Breathing exercises don't burn significant calories — let's be honest about that. What they do is address one of the most overlooked factors in weight management: cortisol. Chronic stress elevates cortisol, which increases visceral fat storage (especially around the midsection), drives sugar and carb cravings, impairs insulin sensitivity, and disrupts the hunger hormones leptin and ghrelin. By reducing cortisol through parasympathetic breathing, you remove a major obstacle to healthy body composition.
The metabolic support protocol: 10 minutes of coherence breathing (inhale 5, exhale 5) every morning. This reduces the cortisol spike that normally occurs upon waking (the cortisol awakening response). Lower morning cortisol means fewer cravings, better insulin sensitivity throughout the day, and less stress-driven overeating. Before meals: 5 extended exhale breaths to activate the parasympathetic 'rest and digest' state, which improves nutrient absorption and satiety signaling.

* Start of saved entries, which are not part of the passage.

//! Shard Engine Transport
//!
//! The boundary to the per-shard search engine. The coordinator hands over a
//! rewritten command (argument 0 already in its internal prefixed form, key
//! arguments already shard-tagged) and gets back one typed reply.
//!
//! The HTTP implementation retries transient transport failures with
//! exponential backoff and jitter; an error that survives the retries is
//! recorded positionally by the engine and never aborts the whole request.

use std::sync::Arc;
use std::time::Duration;

use anyhow::Result;
use async_trait::async_trait;

use crate::cluster::types::Node;
use crate::command::Command;
use crate::config::ClusterConfig;
use crate::protocol::{Reply, ShardCommandRequest, ENDPOINT_SHARD_COMMAND};

/// Number of attempts per dispatch before the failure is surfaced.
const DISPATCH_ATTEMPTS: usize = 3;

#[async_trait]
pub trait ShardTransport: Send + Sync {
    /// Sends one rewritten command to one node and returns its reply.
    async fn dispatch(&self, node: &Node, cmd: &Command) -> Result<Reply>;
}

/// HTTP transport to the shard engines' internal command endpoint.
pub struct HttpShardTransport {
    client: reqwest::Client,
    config: Arc<ClusterConfig>,
}

impl HttpShardTransport {
    pub fn new(config: Arc<ClusterConfig>) -> Arc<Self> {
        Arc::new(Self {
            client: reqwest::Client::new(),
            config,
        })
    }
}

#[async_trait]
impl ShardTransport for HttpShardTransport {
    async fn dispatch(&self, node: &Node, cmd: &Command) -> Result<Reply> {
        let url = format!(
            "http://{}{}",
            node.endpoint, ENDPOINT_SHARD_COMMAND
        );
        let payload = ShardCommandRequest { args: cmd.args().to_vec() };
        let attempt_timeout = Duration::from_millis(self.config.timeout_ms());

        let mut delay_ms = 150u64;
        for attempt in 0..DISPATCH_ATTEMPTS {
            let response = self
                .client
                .post(&url)
                .json(&payload)
                .timeout(attempt_timeout)
                .send()
                .await;

            match response {
                Ok(resp) if resp.status().is_success() => {
                    return Ok(resp.json::<Reply>().await?);
                }
                Ok(resp) => {
                    anyhow::bail!("shard {} replied {}", node.id, resp.status());
                }
                Err(e) => {
                    if attempt + 1 == DISPATCH_ATTEMPTS {
                        return Err(anyhow::anyhow!(e));
                    }
                    let jitter = rand::random::<u64>() % 50;
                    tokio::time::sleep(Duration::from_millis(delay_ms + jitter)).await;
                    delay_ms = (delay_ms * 2).min(1200);
                }
            }
        }

        Err(anyhow::anyhow!("Retry attempts exhausted"))
    }
}
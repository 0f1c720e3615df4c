//! Topology Store
//!
//! Holds the current cluster topology as a copy-on-write snapshot behind an
//! atomically swapped reference. Readers always see a complete, consistent
//! snapshot and in-flight requests keep whatever snapshot they captured;
//! an update only affects requests started after the swap.

use std::sync::Arc;

use parking_lot::RwLock;

use crate::config::ClusterConfig;
use crate::error::CoordinatorError;

use super::types::Topology;

pub struct TopologyStore {
    current: RwLock<Option<Arc<Topology>>>,
    config: Arc<ClusterConfig>,
}

impl TopologyStore {
    pub fn new(config: Arc<ClusterConfig>) -> Arc<Self> {
        Arc::new(Self {
            current: RwLock::new(None),
            config,
        })
    }

    /// Latest committed snapshot. Never blocks on an in-progress update
    /// beyond the brief pointer swap; `None` until the first install.
    pub fn get(&self) -> Option<Arc<Topology>> {
        self.current.read().clone()
    }

    /// True once any topology has been installed. Routed commands must be
    /// rejected while this is false.
    pub fn ready(&self) -> bool {
        self.current.read().is_some()
    }

    /// Validates and atomically installs a new snapshot. On validation
    /// failure the previous topology stays active and the error is returned
    /// to the caller.
    pub fn update(&self, topology: Topology) -> Result<(), CoordinatorError> {
        if let Err(reason) = topology.validate() {
            tracing::warn!("Rejected topology update: {}", reason);
            return Err(CoordinatorError::Topology(reason));
        }
        if topology.hash_func != self.config.hash_func() {
            // the snapshot's hash function wins; flag the drift
            tracing::warn!(
                "Topology uses {} while the coordinator was configured for {}",
                topology.hash_func.as_str(),
                self.config.hash_func().as_str()
            );
        }

        let shards = topology.num_shards();
        *self.current.write() = Some(Arc::new(topology));
        tracing::info!("Installed topology snapshot with {} shards", shards);
        Ok(())
    }

    /// Reconciles the logical partition count with the live shard count.
    ///
    /// Called by the membership watcher whenever node membership changes.
    /// Only acts in AUTO mode; an explicitly configured partition count is
    /// authoritative. Idempotent, and never disturbs in-flight requests:
    /// the count is a single atomic cell read at request start.
    pub fn ensure_size(&self, topology: &Topology) {
        if !self.config.auto_partitions() {
            return;
        }
        let live = topology.num_shards();
        let configured = self.config.partitions();
        if configured != live {
            tracing::info!(
                "Reconciling partition count: {} -> {} (live shards)",
                configured,
                live
            );
            self.config.set_partitions(live);
        }
    }

    pub fn config(&self) -> &ClusterConfig {
        &self.config
    }
}
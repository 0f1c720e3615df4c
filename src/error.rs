//! Coordinator Error Types
//!
//! Partial failure is the normal case here, not the exception: a failed or
//! timed-out shard call is recorded positionally as data and never aborts a
//! request. The variants below cover the cases that do surface.

use thiserror::Error;

use crate::protocol::Reply;

/// Fixed message returned for any routed command received before a topology
/// snapshot has been installed.
pub const CLUSTER_NOT_READY: &str =
    "Uninitialized cluster state, could not perform command";

#[derive(Debug, Error)]
pub enum CoordinatorError {
    /// No topology has ever been installed; rejected before any dispatch.
    #[error("Uninitialized cluster state, could not perform command")]
    ClusterNotReady,

    /// A topology update would leave the cluster view inconsistent.
    /// The previous topology stays active.
    #[error("invalid topology: {0}")]
    Topology(String),

    /// A reducer could not produce any usable result.
    #[error("{0}")]
    Reduction(String),

    /// A shard call failed outright (transport-level, after retries).
    #[error("shard dispatch failed: {0}")]
    Dispatch(String),
}

impl CoordinatorError {
    /// Project the error onto the client-facing reply type.
    pub fn to_reply(&self) -> Reply {
        Reply::Error(self.to_string())
    }
}
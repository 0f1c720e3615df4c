//! Topology Updater
//!
//! Background refresh of the topology store from the host cluster's own
//! membership view. The source hands back full replacement snapshots; the
//! updater validates and installs them, reconciling the partition count on
//! the way. Refresh can also be triggered on demand by the administrative
//! endpoint.

use std::sync::Arc;
use std::time::Duration;

use anyhow::Result;
use async_trait::async_trait;

use super::store::TopologyStore;
use super::types::Topology;

/// Where fresh topology snapshots come from. Implemented over HTTP for the
/// running system and by fixtures in tests.
#[async_trait]
pub trait TopologySource: Send + Sync {
    async fn fetch(&self) -> Result<Topology>;
}

/// Fetches the membership view as JSON from the host cluster.
pub struct HttpTopologySource {
    url: String,
    client: reqwest::Client,
}

impl HttpTopologySource {
    pub fn new(url: String) -> Self {
        Self {
            url,
            client: reqwest::Client::new(),
        }
    }
}

#[async_trait]
impl TopologySource for HttpTopologySource {
    async fn fetch(&self) -> Result<Topology> {
        let response = self
            .client
            .get(&self.url)
            .timeout(Duration::from_millis(2000))
            .send()
            .await?;

        if !response.status().is_success() {
            anyhow::bail!("topology fetch failed: {}", response.status());
        }
        Ok(response.json().await?)
    }
}

pub struct TopologyUpdater {
    store: Arc<TopologyStore>,
    source: Arc<dyn TopologySource>,
    interval: Duration,
}

impl TopologyUpdater {
    pub fn new(
        store: Arc<TopologyStore>,
        source: Arc<dyn TopologySource>,
        interval: Duration,
    ) -> Arc<Self> {
        Arc::new(Self { store, source, interval })
    }

    /// Spawns the periodic refresh loop and returns immediately.
    pub fn start(self: Arc<Self>) {
        let updater = self.clone();
        tokio::spawn(async move {
            let mut interval = tokio::time::interval(updater.interval);
            loop {
                interval.tick().await;
                if let Err(e) = updater.refresh().await {
                    tracing::warn!("Topology refresh failed: {}", e);
                }
            }
        });
        tracing::info!(
            "Topology updater started (refresh every {:?})",
            self.interval
        );
    }

    /// One refresh round: fetch, reconcile the partition count, install.
    /// A snapshot that fails validation leaves the previous one active.
    pub async fn refresh(&self) -> Result<()> {
        let topology = self.source.fetch().await?;
        self.store.ensure_size(&topology);
        self.store.update(topology)?;
        Ok(())
    }
}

The behavioral mechanism is often more impactful than the hormonal one: breathing exercises build the self-regulation capacity that every dietary change requires. The person who can pause, breathe, and choose consciously is the person who maintains healthy eating habits long-term. Breathing practice is willpower training — and willpower is the #1 predictor of sustained dietary change. Use breathing exercises alongside a reasonable nutrition plan, not instead of one.